-- Opening Marker --

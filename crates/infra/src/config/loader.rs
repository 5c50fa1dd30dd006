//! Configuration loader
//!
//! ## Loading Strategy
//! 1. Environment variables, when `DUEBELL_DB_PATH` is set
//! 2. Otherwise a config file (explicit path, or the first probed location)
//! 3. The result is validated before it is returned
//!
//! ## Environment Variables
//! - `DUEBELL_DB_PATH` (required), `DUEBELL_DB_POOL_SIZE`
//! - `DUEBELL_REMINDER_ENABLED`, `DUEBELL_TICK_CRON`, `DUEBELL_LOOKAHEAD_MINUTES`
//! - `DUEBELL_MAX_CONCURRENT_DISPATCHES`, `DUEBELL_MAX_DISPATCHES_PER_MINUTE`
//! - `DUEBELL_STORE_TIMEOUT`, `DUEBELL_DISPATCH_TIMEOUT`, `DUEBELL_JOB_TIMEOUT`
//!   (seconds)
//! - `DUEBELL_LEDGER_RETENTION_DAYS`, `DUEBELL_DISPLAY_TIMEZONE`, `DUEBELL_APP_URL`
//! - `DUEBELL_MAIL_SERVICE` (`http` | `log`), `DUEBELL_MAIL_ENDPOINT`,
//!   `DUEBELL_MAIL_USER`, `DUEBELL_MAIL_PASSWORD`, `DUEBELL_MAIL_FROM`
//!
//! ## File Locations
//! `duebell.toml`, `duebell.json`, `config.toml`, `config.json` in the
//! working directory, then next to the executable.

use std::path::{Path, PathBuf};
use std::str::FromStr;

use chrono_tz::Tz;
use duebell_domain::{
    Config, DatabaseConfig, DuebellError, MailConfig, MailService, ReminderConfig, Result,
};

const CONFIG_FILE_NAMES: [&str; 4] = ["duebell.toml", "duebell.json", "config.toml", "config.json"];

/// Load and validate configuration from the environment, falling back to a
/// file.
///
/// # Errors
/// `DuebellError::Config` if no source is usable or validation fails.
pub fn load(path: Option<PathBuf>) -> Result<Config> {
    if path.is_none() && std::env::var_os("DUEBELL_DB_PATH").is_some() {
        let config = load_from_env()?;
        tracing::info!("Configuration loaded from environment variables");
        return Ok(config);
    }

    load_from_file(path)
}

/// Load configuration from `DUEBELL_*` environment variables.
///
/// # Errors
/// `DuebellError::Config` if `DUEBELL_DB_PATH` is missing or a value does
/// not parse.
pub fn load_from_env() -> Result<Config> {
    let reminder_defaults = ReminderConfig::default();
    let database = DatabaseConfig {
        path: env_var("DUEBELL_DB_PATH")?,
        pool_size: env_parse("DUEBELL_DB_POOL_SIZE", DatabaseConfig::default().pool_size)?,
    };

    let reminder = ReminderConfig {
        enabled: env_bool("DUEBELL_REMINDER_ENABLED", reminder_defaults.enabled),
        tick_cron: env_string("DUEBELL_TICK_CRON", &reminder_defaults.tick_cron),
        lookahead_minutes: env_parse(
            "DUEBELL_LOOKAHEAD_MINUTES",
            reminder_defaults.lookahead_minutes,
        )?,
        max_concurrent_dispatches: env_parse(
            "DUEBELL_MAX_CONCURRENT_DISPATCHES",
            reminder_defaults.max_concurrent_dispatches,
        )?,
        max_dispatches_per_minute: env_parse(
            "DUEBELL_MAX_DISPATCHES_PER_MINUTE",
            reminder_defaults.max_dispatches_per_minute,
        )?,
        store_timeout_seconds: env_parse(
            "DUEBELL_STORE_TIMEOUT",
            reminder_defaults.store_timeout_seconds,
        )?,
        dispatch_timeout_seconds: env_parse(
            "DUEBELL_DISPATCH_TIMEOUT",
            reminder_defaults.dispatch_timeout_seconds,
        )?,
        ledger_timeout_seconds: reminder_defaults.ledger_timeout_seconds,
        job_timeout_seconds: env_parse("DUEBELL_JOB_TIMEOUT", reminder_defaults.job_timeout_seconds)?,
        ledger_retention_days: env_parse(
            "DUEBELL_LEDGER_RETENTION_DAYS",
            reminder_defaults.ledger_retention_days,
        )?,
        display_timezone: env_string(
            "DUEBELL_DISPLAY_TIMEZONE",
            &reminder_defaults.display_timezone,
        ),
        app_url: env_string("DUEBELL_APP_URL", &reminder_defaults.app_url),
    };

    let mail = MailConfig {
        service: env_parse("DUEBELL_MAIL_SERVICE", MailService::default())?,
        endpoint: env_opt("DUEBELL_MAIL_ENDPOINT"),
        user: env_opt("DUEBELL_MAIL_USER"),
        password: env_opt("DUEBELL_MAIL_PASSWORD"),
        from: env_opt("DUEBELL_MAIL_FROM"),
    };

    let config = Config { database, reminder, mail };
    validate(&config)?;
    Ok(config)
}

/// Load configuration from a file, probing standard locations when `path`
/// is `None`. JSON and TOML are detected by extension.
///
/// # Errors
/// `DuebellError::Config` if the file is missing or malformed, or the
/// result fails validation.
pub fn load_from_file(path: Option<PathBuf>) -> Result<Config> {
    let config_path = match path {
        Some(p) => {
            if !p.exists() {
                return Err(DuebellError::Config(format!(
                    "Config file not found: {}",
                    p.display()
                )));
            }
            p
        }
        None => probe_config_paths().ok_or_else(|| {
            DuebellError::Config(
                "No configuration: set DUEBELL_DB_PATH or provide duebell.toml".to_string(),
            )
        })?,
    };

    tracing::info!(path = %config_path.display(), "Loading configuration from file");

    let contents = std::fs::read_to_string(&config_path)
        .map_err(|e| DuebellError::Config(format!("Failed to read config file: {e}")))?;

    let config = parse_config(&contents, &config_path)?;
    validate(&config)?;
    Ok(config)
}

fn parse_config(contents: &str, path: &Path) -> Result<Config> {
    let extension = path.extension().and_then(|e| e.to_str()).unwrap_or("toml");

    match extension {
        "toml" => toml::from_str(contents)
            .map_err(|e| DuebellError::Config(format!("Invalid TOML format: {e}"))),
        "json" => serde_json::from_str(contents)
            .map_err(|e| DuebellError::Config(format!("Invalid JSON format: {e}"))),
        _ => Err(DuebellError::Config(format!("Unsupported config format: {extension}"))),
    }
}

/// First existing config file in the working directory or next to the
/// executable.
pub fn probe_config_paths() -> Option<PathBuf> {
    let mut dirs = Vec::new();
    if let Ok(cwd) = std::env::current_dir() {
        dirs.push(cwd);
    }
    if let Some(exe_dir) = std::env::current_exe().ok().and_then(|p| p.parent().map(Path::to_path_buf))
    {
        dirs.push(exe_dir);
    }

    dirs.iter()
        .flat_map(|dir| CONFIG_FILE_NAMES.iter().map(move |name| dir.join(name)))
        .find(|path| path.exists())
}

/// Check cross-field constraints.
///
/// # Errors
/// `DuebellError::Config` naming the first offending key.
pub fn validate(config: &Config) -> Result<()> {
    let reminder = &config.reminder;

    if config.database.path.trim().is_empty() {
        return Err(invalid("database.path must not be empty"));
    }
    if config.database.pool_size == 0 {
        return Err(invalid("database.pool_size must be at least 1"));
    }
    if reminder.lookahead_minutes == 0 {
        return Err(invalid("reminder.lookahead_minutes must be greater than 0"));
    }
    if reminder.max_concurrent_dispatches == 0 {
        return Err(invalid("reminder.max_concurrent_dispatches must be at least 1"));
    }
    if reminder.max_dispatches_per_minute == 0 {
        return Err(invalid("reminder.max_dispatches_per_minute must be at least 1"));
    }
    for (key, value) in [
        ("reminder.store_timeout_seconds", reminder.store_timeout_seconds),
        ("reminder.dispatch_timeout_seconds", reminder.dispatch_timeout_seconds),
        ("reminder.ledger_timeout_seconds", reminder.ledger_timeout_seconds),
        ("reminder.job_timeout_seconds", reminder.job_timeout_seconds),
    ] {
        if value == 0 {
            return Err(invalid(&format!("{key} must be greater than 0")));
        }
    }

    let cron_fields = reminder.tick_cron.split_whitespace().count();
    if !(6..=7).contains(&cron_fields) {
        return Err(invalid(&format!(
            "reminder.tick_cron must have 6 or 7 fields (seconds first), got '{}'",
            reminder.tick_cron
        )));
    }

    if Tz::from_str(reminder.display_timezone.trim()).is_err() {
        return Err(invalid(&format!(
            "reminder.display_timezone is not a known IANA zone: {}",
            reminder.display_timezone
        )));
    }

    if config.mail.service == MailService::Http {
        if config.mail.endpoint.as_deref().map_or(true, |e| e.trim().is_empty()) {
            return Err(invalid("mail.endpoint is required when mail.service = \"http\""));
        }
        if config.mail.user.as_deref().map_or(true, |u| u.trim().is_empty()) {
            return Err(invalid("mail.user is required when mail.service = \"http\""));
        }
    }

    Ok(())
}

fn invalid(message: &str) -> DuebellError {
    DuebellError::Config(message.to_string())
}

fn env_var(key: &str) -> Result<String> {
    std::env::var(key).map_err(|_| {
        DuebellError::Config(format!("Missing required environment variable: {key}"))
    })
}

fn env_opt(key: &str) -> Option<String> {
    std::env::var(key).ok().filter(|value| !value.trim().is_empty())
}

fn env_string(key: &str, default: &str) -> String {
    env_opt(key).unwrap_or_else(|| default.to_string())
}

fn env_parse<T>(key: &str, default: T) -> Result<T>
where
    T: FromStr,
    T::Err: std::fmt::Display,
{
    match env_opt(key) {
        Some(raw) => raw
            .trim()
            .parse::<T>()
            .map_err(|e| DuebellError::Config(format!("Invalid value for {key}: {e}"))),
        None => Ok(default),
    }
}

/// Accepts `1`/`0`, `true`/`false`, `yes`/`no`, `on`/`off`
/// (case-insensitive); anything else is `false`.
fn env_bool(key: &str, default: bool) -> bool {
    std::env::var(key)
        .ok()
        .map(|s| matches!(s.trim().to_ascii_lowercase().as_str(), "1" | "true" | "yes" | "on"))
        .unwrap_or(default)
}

-- Closing Marker --
-- Opening Marker --

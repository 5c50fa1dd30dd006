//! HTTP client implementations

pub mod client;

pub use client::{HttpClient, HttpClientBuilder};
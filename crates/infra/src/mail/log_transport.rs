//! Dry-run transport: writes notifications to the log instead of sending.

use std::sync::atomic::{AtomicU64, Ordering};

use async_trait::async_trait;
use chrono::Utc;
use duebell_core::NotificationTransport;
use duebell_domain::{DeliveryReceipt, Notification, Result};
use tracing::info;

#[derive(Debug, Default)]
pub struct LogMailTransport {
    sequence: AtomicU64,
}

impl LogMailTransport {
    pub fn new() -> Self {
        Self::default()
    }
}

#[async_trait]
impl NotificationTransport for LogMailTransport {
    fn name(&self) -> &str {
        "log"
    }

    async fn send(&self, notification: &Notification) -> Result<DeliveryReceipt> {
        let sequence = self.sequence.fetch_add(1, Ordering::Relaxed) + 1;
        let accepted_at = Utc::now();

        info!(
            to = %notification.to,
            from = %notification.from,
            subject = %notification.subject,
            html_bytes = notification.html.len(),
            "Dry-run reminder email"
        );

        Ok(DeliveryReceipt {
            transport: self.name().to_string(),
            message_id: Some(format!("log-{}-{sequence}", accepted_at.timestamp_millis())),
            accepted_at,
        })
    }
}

-- Closing Marker --
-- Opening Marker --

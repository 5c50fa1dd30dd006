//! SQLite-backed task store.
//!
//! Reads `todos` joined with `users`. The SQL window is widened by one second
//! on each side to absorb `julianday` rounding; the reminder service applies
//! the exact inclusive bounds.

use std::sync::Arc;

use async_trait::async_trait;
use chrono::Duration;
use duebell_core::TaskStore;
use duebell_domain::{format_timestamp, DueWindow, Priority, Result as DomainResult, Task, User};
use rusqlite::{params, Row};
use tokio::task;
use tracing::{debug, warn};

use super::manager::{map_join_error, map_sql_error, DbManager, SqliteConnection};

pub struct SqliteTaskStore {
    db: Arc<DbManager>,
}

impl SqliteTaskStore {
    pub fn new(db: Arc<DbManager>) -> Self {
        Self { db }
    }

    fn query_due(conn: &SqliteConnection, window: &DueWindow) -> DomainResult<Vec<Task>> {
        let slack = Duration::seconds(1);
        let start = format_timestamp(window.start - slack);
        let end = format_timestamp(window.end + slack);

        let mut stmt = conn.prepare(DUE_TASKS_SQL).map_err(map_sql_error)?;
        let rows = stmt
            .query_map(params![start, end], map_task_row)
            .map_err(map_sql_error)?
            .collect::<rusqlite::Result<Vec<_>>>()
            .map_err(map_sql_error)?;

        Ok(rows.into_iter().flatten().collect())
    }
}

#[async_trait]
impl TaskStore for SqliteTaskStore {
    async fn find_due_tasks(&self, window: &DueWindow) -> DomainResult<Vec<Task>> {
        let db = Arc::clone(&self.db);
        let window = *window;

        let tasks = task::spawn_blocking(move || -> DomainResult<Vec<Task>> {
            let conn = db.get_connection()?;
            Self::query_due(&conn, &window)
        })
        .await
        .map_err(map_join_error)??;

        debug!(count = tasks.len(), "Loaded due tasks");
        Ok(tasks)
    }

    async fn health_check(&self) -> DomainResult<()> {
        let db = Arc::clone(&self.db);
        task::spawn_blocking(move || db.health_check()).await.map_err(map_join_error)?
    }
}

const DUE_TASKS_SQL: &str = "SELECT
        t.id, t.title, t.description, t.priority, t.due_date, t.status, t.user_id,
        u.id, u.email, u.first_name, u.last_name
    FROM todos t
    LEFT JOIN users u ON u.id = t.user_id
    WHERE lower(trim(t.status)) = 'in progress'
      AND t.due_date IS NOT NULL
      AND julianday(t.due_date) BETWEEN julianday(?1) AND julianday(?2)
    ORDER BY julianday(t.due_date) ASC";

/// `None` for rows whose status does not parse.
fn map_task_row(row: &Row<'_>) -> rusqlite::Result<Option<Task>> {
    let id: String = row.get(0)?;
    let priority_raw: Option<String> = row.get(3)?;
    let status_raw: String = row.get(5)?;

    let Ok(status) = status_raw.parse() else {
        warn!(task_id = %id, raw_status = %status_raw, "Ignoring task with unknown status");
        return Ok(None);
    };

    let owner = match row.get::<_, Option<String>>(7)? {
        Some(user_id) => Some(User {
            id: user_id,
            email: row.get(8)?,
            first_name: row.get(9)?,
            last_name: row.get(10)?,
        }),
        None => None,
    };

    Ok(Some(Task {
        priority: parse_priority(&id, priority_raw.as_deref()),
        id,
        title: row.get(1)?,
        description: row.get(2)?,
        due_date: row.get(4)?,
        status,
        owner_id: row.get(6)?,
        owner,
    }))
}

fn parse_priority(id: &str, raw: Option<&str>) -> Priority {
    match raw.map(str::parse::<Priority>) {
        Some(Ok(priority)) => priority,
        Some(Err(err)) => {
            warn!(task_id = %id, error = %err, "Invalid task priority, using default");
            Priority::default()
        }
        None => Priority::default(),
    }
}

-- Closing Marker --

> _What the exercise asks_: Using the data above, reproduce exactly the lines between those holding "filename crates/infra/src/config/loader.rs" and "let reminder = ReminderConfig", inclusive, and no others.

> _The completed task_:
filename crates/infra/src/config/loader.rs
repository 5c50fa1dd30dd006
//! Configuration loader
//!
//! ## Loading Strategy
//! 1. Environment variables, when `DUEBELL_DB_PATH` is set
//! 2. Otherwise a config file (explicit path, or the first probed location)
//! 3. The result is validated before it is returned
//!
//! ## Environment Variables
//! - `DUEBELL_DB_PATH` (required), `DUEBELL_DB_POOL_SIZE`
//! - `DUEBELL_REMINDER_ENABLED`, `DUEBELL_TICK_CRON`, `DUEBELL_LOOKAHEAD_MINUTES`
//! - `DUEBELL_MAX_CONCURRENT_DISPATCHES`, `DUEBELL_MAX_DISPATCHES_PER_MINUTE`
//! - `DUEBELL_STORE_TIMEOUT`, `DUEBELL_DISPATCH_TIMEOUT`, `DUEBELL_JOB_TIMEOUT`
//!   (seconds)
//! - `DUEBELL_LEDGER_RETENTION_DAYS`, `DUEBELL_DISPLAY_TIMEZONE`, `DUEBELL_APP_URL`
//! - `DUEBELL_MAIL_SERVICE` (`http` | `log`), `DUEBELL_MAIL_ENDPOINT`,
//!   `DUEBELL_MAIL_USER`, `DUEBELL_MAIL_PASSWORD`, `DUEBELL_MAIL_FROM`
//!
//! ## File Locations
//! `duebell.toml`, `duebell.json`, `config.toml`, `config.json` in the
//! working directory, then next to the executable.

use std::path::{Path, PathBuf};
use std::str::FromStr;

use chrono_tz::Tz;
use duebell_domain::{
    Config, DatabaseConfig, DuebellError, MailConfig, MailService, ReminderConfig, Result,
};

const CONFIG_FILE_NAMES: [&str; 4] = ["duebell.toml", "duebell.json", "config.toml", "config.json"];

/// Load and validate configuration from the environment, falling back to a
/// file.
///
/// # Errors
/// `DuebellError::Config` if no source is usable or validation fails.
pub fn load(path: Option<PathBuf>) -> Result<Config> {
    if path.is_none() && std::env::var_os("DUEBELL_DB_PATH").is_some() {
        let config = load_from_env()?;
        tracing::info!("Configuration loaded from environment variables");
        return Ok(config);
    }

    load_from_file(path)
}

/// Load configuration from `DUEBELL_*` environment variables.
///
/// # Errors
/// `DuebellError::Config` if `DUEBELL_DB_PATH` is missing or a value does
/// not parse.
pub fn load_from_env() -> Result<Config> {
    let reminder_defaults = ReminderConfig::default();
    let database = DatabaseConfig {
        path: env_var("DUEBELL_DB_PATH")?,
        pool_size: env_parse("DUEBELL_DB_POOL_SIZE", DatabaseConfig::default().pool_size)?,
    };

    let reminder = ReminderConfig {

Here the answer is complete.